Pennsylvania, for example, set off alarm bells Monday when it said that because Trump ended the repayments, it had approved additional price increases that would average more than 20 percentage points for a market whose insurance prices were otherwise holding pretty steady. But those concerns are somewhat misplaced: Increases will be added only to subsidized marketplace plans, an actuarial sleight of hand that means the additional cost will be paid by the taxpayers at large via subsidies, not the individual enrollees.
But what about the 6.7 million people who either purchase ACA-compliant insurance outside the Obamacare marketplaces or don’t qualify for subsidies?
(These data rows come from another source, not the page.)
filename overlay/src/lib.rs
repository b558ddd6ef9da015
//! Interactive skeleton overlay.
//!
//! Bones are sorted into named, colored categories by a [`Registry`] built
//! once at startup. Every frame [`SkeletonOverlay`] walks the target's
//! skeleton, draws connectors between bones, registers clickable markers and
//! writes gizmo edits back into the host's pose buffer.

pub mod category;
pub mod config;
pub mod host;
pub mod locale;
pub mod skeleton;
mod taxonomy;

pub use {
    self::{
        category::{Category, CategoryId, Collision, Registry, RegistryError},
        config::{CategoryConfig, Config},
        host::{
            BoneKey, Canvas, Gizmo, GizmoProvider, GizmoSlot, Projector,
            Selection, Target,
        },
        locale::Locale,
        skeleton::{line_thickness, OverlayContext, SkeletonOverlay, WalkStats},
    },
    animate,
};
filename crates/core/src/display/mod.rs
pub mod domain;
pub mod infrastructure;
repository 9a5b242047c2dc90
use std::path::Path;

use crate::video::domain::media_backend::{MediaBackend, SinkParams};
use crate::video::domain::video_capture::VideoCapture;
use crate::video::domain::video_sink::VideoSink;

use super::ffmpeg_capture::FfmpegCapture;
use super::ffmpeg_sink::FfmpegSink;

/// [`MediaBackend`] backed by libav* through ffmpeg-next.
pub struct FfmpegBackend;

impl FfmpegBackend {
    pub fn new() -> Self {
        Self
    }
}

impl Default for FfmpegBackend {
    fn default() -> Self {
        Self::new()
    }
}

impl MediaBackend for FfmpegBackend {
    fn open_file(&self, path: &Path) -> Result<Box<dyn VideoCapture>, Box<dyn std::error::Error>> {
        Ok(Box::new(FfmpegCapture::open(path)?))
    }

    fn open_device(&self, id: u32) -> Result<Box<dyn VideoCapture>, Box<dyn std::error::Error>> {
        Ok(Box::new(FfmpegCapture::open_device(id)?))
    }

    fn open_sink(
        &self,
        path: &Path,
        params: &SinkParams,
    ) -> Result<Box<dyn VideoSink>, Box<dyn std::error::Error>> {
        Ok(Box::new(FfmpegSink::open(path, params)?))
    }
}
Those buyers who live in states that aren’t planning to put the additional cost on only the Obamacare marketplaces will bear the full brunt of these double-digit price increases.
Other states, meanwhile, are planning to allow insurers to spread the extra cost across all insurance plans on both branches of the private market. In those states, people who receive subsidies still won’t see a difference in the price they pay. And those who don’t get help paying their premiums — people who buy insurance outside of the Obamacare marketplaces or earn too much for subsidies — will still end up paying more.
About a dozen states (and Washington, D.C.) currently aren’t allowing insurers to make any changes or are allowing insurers to take different approaches.
It all adds up to a bizarre and confusing marketplace. People will continue to pay very different rates by state, but some places will see much bigger across-the-board increases in the cost of private insurance. And because in many places the additional cost is being added to specific types of plans, there will be cases in which insurance covers more than the silver plans will cost less for people who don’t get subsidies. That seems likely to bring additional confusion to an already chaotic time for people who buy private insurance.